Pentingnya perbaikan tata kelola pertambangan yang transparan telah diupayakan oleh pemerintah dan koordinasi dan supervisi Komisi Pemberantas Korupsi (KPK). Dengan diterbitkannya laporan penataan perizinan pertambangan pada 2017 bersama Publish What You Pay Indonesia (Yayasan Transparansi Sumber Daya Ekstraktif). Korsup Minerba Deputi Pencegahan KPK merupakan bagian dari gerakan nasional penyelamatan SDA (GN-SDA). Ini merupakan trigger mechanism KPK untuk mencegah tindak pidana korupsi dan kerugian negara, serta mendorong perbaikan tata kelola yang lebih baik di sektor pertambangan.
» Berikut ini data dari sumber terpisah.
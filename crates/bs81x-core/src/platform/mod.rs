//! Platform capabilities consumed by the driver
//!
//! The driver never touches hardware directly. Everything it needs from the
//! platform (GPIO lines, the two-wire bus, edge interrupts and a microsecond
//! delay) is injected through the traits in this module.

#[cfg(feature = "hal")]
pub mod hal;
mod traits;

pub use traits::*;
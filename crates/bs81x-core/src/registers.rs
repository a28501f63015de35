//! BS81x register map for the two-wire bus transport

use bitflags::bitflags;

/// Key status, keys 0-7 (bit set = touched)
pub const KEY_STATUS_LOW: u8 = 0x08;
/// Key status, keys 8-15 (bit set = touched)
pub const KEY_STATUS_HIGH: u8 = 0x09;
/// Option register
pub const OPTION: u8 = 0xB0;
/// Sensitivity register of key 0; key `k` lives at `SENSITIVITY_BASE + k`
pub const SENSITIVITY_BASE: u8 = 0xB5;

/// Largest key count in the family (BS8116A-3)
pub const MAX_KEYS: usize = 16;

/// Keys addressable through the single status byte read by `is_touched`
pub const STATUS_BYTE_KEYS: u8 = 8;

bitflags! {
    /// Option register (0xB0) bits
    #[derive(Debug, Clone, Copy, PartialEq, Eq, Hash)]
    pub struct OptionFlags: u8 {
        /// Wake-up function disabled. Cleared means wake-up is enabled.
        const WAKEUP_DISABLE = 1 << 7;
    }
}

impl OptionFlags {
    /// Apply the wake-up setting, leaving every other bit as read
    pub fn with_wakeup(mut self, enable: bool) -> Self {
        self.set(Self::WAKEUP_DISABLE, !enable);
        self
    }

    /// Whether the wake-up function is enabled
    pub fn wakeup_enabled(self) -> bool {
        !self.contains(Self::WAKEUP_DISABLE)
    }
}

/// Sensitivity register address of `key`, if the key exists on the chip
pub fn sensitivity_register(key: u8) -> Option<u8> {
    if (key as usize) < MAX_KEYS {
        Some(SENSITIVITY_BASE + key)
    } else {
        None
    }
}

#[cfg(test)]
mod tests {
    use super::*;

    #[test]
    fn test_sensitivity_register_range() {
        assert_eq!(sensitivity_register(0), Some(0xB5));
        assert_eq!(sensitivity_register(3), Some(0xB8));
        assert_eq!(sensitivity_register(15), Some(0xC4));
        assert_eq!(sensitivity_register(16), None);
    }

    #[test]
    fn test_wakeup_keeps_other_bits() {
        let reg = OptionFlags::from_bits_retain(0xFF).with_wakeup(true);
        assert_eq!(reg.bits(), 0x7F);
        assert!(reg.wakeup_enabled());

        let reg = OptionFlags::from_bits_retain(0x05).with_wakeup(false);
        assert_eq!(reg.bits(), 0x85);
        assert!(!reg.wakeup_enabled());
    }
}
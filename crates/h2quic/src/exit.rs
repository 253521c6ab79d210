use std::fmt;
use std::io;

use h2quic_frame::FrameError;
use h2quic_server::{ConfigError, DispatchError};
use h2quic_transport::TransportError;

pub const SUCCESS: i32 = 0;
pub const FAILURE: i32 = 1;
pub const TRANSPORT_ERROR: i32 = 3;
pub const DATA_INVALID: i32 = 60;
pub const USAGE: i32 = 64;
pub const INTERNAL: i32 = 125;

pub type CliResult<T> = Result<T, CliError>;

#[derive(Debug)]
pub struct CliError {
    pub code: i32,
    pub message: String,
}

impl CliError {
    pub fn new(code: i32, message: impl Into<String>) -> Self {
        Self {
            code,
            message: message.into(),
        }
    }
}

impl fmt::Display for CliError {
    fn fmt(&self, f: &mut fmt::Formatter<'_>) -> fmt::Result {
        write!(f, "{}", self.message)
    }
}

impl std::error::Error for CliError {}

pub fn io_error(context: &str, err: io::Error) -> CliError {
    let code = match err.kind() {
        io::ErrorKind::NotFound | io::ErrorKind::PermissionDenied => FAILURE,
        io::ErrorKind::ConnectionAborted | io::ErrorKind::BrokenPipe => TRANSPORT_ERROR,
        _ => INTERNAL,
    };
    CliError::new(code, format!("{context}: {err}"))
}

pub fn transport_error(context: &str, err: TransportError) -> CliError {
    match err {
        TransportError::Io(source) => io_error(context, source),
        other => CliError::new(TRANSPORT_ERROR, format!("{context}: {other}")),
    }
}

pub fn frame_error(context: &str, err: FrameError) -> CliError {
    match err {
        FrameError::Io(source) => io_error(context, source),
        FrameError::ConnectionClosed => CliError::new(FAILURE, format!("{context}: {err}")),
        other => CliError::new(DATA_INVALID, format!("{context}: {other}")),
    }
}

pub fn dispatch_error(context: &str, err: DispatchError) -> CliError {
    match err {
        DispatchError::Frame(err) => frame_error(context, err),
        DispatchError::Transport(err) => transport_error(context, err),
        DispatchError::UnexpectedFrame { .. }
        | DispatchError::ContinuationUnsupported { .. }
        | DispatchError::Decode(_) => CliError::new(DATA_INVALID, format!("{context}: {err}")),
        DispatchError::Config(err) => config_error(context, err),
        DispatchError::Join(_) => CliError::new(INTERNAL, format!("{context}: {err}")),
    }
}

pub fn config_error(context: &str, err: ConfigError) -> CliError {
    CliError::new(DATA_INVALID, format!("{context}: {err}"))
}
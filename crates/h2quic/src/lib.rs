//! HTTP/2 request serving over the header stream of a multiplexed session.
//!
//! A client sends each request's HPACK header block as an HTTP/2 HEADERS
//! frame on one reserved stream of the session and the request body on a
//! data stream of its own. h2quic reads the header stream in order, builds
//! an `http::Request` per frame and runs the application's handler for it
//! concurrently.
//!
//! # Crate Structure
//!
//! - [`transport`]: session and substream abstraction, in-memory session
//! - [`frame`]: HTTP/2 frame codec and async frame reader/writer
//! - [`server`]: dispatcher, header decoding, request/response types, handlers

/// Re-export transport types.
pub mod transport {
    pub use h2quic_transport::*;
}

/// Re-export frame types.
pub mod frame {
    pub use h2quic_frame::*;
}

/// Re-export server types.
pub mod server {
    pub use h2quic_server::*;
}
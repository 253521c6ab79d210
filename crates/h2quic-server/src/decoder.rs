//! Connection-scoped HPACK decoding.
//!
//! One [`HeaderDecoder`] exists per connection and is owned by the
//! dispatcher task. Its dynamic table changes with every block decoded, so
//! blocks must be fed in exactly the order they arrived.

use bytes::Bytes;
use tracing::trace;

use crate::error::DecodeError;

/// Pseudo-header fields of a request header block.
#[derive(Debug, Clone, Default, PartialEq, Eq)]
pub struct PseudoHeaders {
    pub method: Option<Bytes>,
    pub scheme: Option<Bytes>,
    pub authority: Option<Bytes>,
    pub path: Option<Bytes>,
}

/// A decoded header block: pseudo-headers split from ordinary fields.
#[derive(Debug, Clone, Default, PartialEq, Eq)]
pub struct HeaderSet {
    pub pseudo: PseudoHeaders,
    /// Ordinary fields in arrival order, duplicates kept.
    pub fields: Vec<(Bytes, Bytes)>,
}

impl HeaderSet {
    /// Split raw `(name, value)` pairs into pseudo-headers and ordinary fields.
    ///
    /// Unknown pseudo-headers are dropped.
    pub fn from_fields<I, N, V>(fields: I) -> Self
    where
        I: IntoIterator<Item = (N, V)>,
        N: Into<Bytes>,
        V: Into<Bytes>,
    {
        let mut set = Self::default();
        for (name, value) in fields {
            let name = name.into();
            let value = value.into();
            if !name.starts_with(b":") {
                set.fields.push((name, value));
                continue;
            }
            let slot = match name.as_ref() {
                b":method" => &mut set.pseudo.method,
                b":scheme" => &mut set.pseudo.scheme,
                b":authority" => &mut set.pseudo.authority,
                b":path" => &mut set.pseudo.path,
                other => {
                    trace!(name = %String::from_utf8_lossy(other), "ignoring pseudo-header");
                    continue;
                }
            };
            *slot = Some(value);
        }
        set
    }

    /// First value of an ordinary field.
    pub fn get(&self, name: &str) -> Option<&Bytes> {
        self.fields
            .iter()
            .find(|(field, _)| field.as_ref() == name.as_bytes())
            .map(|(_, value)| value)
    }

    /// Number of ordinary fields.
    pub fn len(&self) -> usize {
        self.fields.len()
    }

    pub fn is_empty(&self) -> bool {
        self.fields.is_empty()
    }
}

/// HPACK decoder holding one connection's compression context.
pub struct HeaderDecoder {
    inner: fluke_hpack::Decoder<'static>,
    blocks: u64,
}

impl HeaderDecoder {
    /// A decoder with the default 4096-byte dynamic table.
    pub fn new() -> Self {
        Self {
            inner: fluke_hpack::Decoder::new(),
            blocks: 0,
        }
    }

    /// Decode one complete header block.
    ///
    /// An error leaves the dynamic table in an unknown state; the connection
    /// cannot decode further blocks.
    pub fn decode(&mut self, block: &[u8]) -> Result<HeaderSet, DecodeError> {
        let fields = self
            .inner
            .decode(block)
            .map_err(|err| DecodeError::new(format!("{err:?}")))?;
        self.blocks += 1;
        trace!(block = self.blocks, fields = fields.len(), "decoded header block");
        Ok(HeaderSet::from_fields(fields))
    }

    /// Number of blocks decoded so far.
    pub fn blocks_decoded(&self) -> u64 {
        self.blocks
    }
}

impl Default for HeaderDecoder {
    fn default() -> Self {
        Self::new()
    }
}

#[cfg(test)]
mod tests {
    use super::*;

    fn encode(encoder: &mut fluke_hpack::Encoder<'static>, headers: &[(&str, &str)]) -> Vec<u8> {
        encoder.encode(headers.iter().map(|(k, v)| (k.as_bytes(), v.as_bytes())))
    }

    #[test]
    fn splits_pseudo_headers_from_fields() {
        let mut encoder = fluke_hpack::Encoder::new();
        let block = encode(
            &mut encoder,
            &[
                (":method", "GET"),
                (":scheme", "https"),
                (":authority", "example.com"),
                (":path", "/x"),
                ("accept", "*/*"),
                ("cookie", "a=1"),
                ("cookie", "b=2"),
            ],
        );

        let mut decoder = HeaderDecoder::new();
        let set = decoder.decode(&block).unwrap();

        assert_eq!(set.pseudo.method.as_deref(), Some(&b"GET"[..]));
        assert_eq!(set.pseudo.scheme.as_deref(), Some(&b"https"[..]));
        assert_eq!(set.pseudo.authority.as_deref(), Some(&b"example.com"[..]));
        assert_eq!(set.pseudo.path.as_deref(), Some(&b"/x"[..]));
        assert_eq!(set.len(), 3);
        assert_eq!(set.get("cookie").map(|v| v.as_ref()), Some(&b"a=1"[..]));
        assert_eq!(decoder.blocks_decoded(), 1);
    }

    #[test]
    fn unknown_pseudo_headers_are_dropped() {
        let set = HeaderSet::from_fields(vec![
            (b":status".to_vec(), b"200".to_vec()),
            (b":path".to_vec(), b"/".to_vec()),
            (b"x-a".to_vec(), b"1".to_vec()),
        ]);
        assert_eq!(set.pseudo.path.as_deref(), Some(&b"/"[..]));
        assert_eq!(set.fields.len(), 1);
    }

    #[test]
    fn dynamic_table_spans_blocks() {
        // Block 1 adds "x-seq: a" to the dynamic table (literal, incremental indexing).
        let first = [0x82, 0x40, 0x05, b'x', b'-', b's', b'e', b'q', 0x01, b'a'];
        // Block 2 refers to dynamic index 62.
        let second = [0x82, 0xbe];

        let mut decoder = HeaderDecoder::new();
        decoder.decode(&first).unwrap();
        let set = decoder.decode(&second).unwrap();
        assert_eq!(set.get("x-seq").map(|v| v.as_ref()), Some(&b"a"[..]));
    }

    #[test]
    fn out_of_order_block_fails() {
        let second = [0x82, 0xbe];
        let mut decoder = HeaderDecoder::new();
        assert!(decoder.decode(&second).is_err());
        assert_eq!(decoder.blocks_decoded(), 0);
    }

    #[test]
    fn truncated_block_fails() {
        // Literal with a 5-byte name but only 2 bytes present.
        let block = [0x40, 0x05, b'x', b'-'];
        let mut decoder = HeaderDecoder::new();
        assert!(decoder.decode(&block).is_err());
    }
}
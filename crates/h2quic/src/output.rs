use std::io::IsTerminal;

use bytes::Bytes;
use clap::ValueEnum;
use comfy_table::{presets::UTF8_FULL, ContentArrangement, Table};
use serde::Serialize;

#[derive(Clone, Debug, Copy, PartialEq, Eq, ValueEnum)]
pub enum OutputFormat {
    Json,
    Table,
    Pretty,
}

impl OutputFormat {
    pub fn default_for_stdout() -> Self {
        if std::io::stdout().is_terminal() {
            Self::Table
        } else {
            Self::Json
        }
    }
}

/// One response observed by the replay client.
#[derive(Debug, Clone)]
pub struct ResponseRecord {
    pub stream_id: u32,
    pub status: String,
    pub headers: Vec<(String, String)>,
    pub body: Bytes,
}

#[derive(Serialize)]
struct ResponseOutput<'a> {
    stream_id: u32,
    status: &'a str,
    headers: &'a [(String, String)],
    body_size: usize,
    body: String,
}

pub fn print_responses(records: &[ResponseRecord], format: OutputFormat) {
    match format {
        OutputFormat::Json => {
            for record in records {
                println!("{}", response_json(record));
            }
        }
        OutputFormat::Table => {
            let mut table = Table::new();
            table
                .load_preset(UTF8_FULL)
                .set_content_arrangement(ContentArrangement::Dynamic)
                .set_header(vec!["STREAM", "STATUS", "HEADERS", "SIZE", "BODY"]);
            for record in records {
                table.add_row(vec![
                    record.stream_id.to_string(),
                    record.status.clone(),
                    header_lines(&record.headers),
                    record.body.len().to_string(),
                    body_preview(&record.body),
                ]);
            }
            println!("{table}");
        }
        OutputFormat::Pretty => {
            for record in records {
                println!(
                    "stream={} status={} headers={} size={} body={}",
                    record.stream_id,
                    record.status,
                    record.headers.len(),
                    record.body.len(),
                    body_preview(&record.body)
                );
            }
        }
    }
}

fn response_json(record: &ResponseRecord) -> String {
    let out = ResponseOutput {
        stream_id: record.stream_id,
        status: &record.status,
        headers: &record.headers,
        body_size: record.body.len(),
        body: body_preview(&record.body),
    };
    serde_json::to_string(&out).unwrap_or_else(|_| "{}".to_string())
}

fn header_lines(headers: &[(String, String)]) -> String {
    headers
        .iter()
        .map(|(name, value)| format!("{name}: {value}"))
        .collect::<Vec<_>>()
        .join("\n")
}

fn body_preview(body: &[u8]) -> String {
    match std::str::from_utf8(body) {
        Ok(text) => text.to_string(),
        Err(_) => format!("<binary {} bytes>", body.len()),
    }
}
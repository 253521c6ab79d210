/// Errors that can occur in session transport operations.
#[derive(Debug, thiserror::Error)]
pub enum TransportError {
    /// The session has been closed; no substreams can be opened.
    #[error("session closed")]
    SessionClosed,

    /// An I/O error occurred on a substream.
    #[error("transport I/O error: {0}")]
    Io(#[from] std::io::Error),
}

pub type Result<T> = std::result::Result<T, TransportError>;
Pemerintah pusat dan Korsup Minerba KPK menghimpun data IUP tambang pasca booming izin (awal desentralisasi 750 izin pada 2001 menjadi sekitar 10 ribu lebih di 2010). Mekanisme rekonsiliasi IUP pada 2011 dengan mengategorikan izin menjadi Clean and Clear (CnC) dan Non-CnC.

Sejak 2014 hingga April 2017, Korsup berhasil mencabut 776 izin tambang batu bara berstatus Non-CnC. Dalam tahap eksplorasi. IUP batu bara tersisa hingga April 2017 mencapai 2.966 IUP. Luasan IUP yang dicabut mencapai 3,56 juta hektare. Sehingga setelah adanya Korsup Minerba KPK, total IUP mencapai sekitar 12,6 juta hektar (per 30 Januari 2017). Konsesi batu bara di kawasan hutan konservasi dan hutan lindung dilaporkan mencapai 940,4 ribu atau 15 persen dari luasan konsesi minerba di kawasan hutan konservasi dan hutan lindung.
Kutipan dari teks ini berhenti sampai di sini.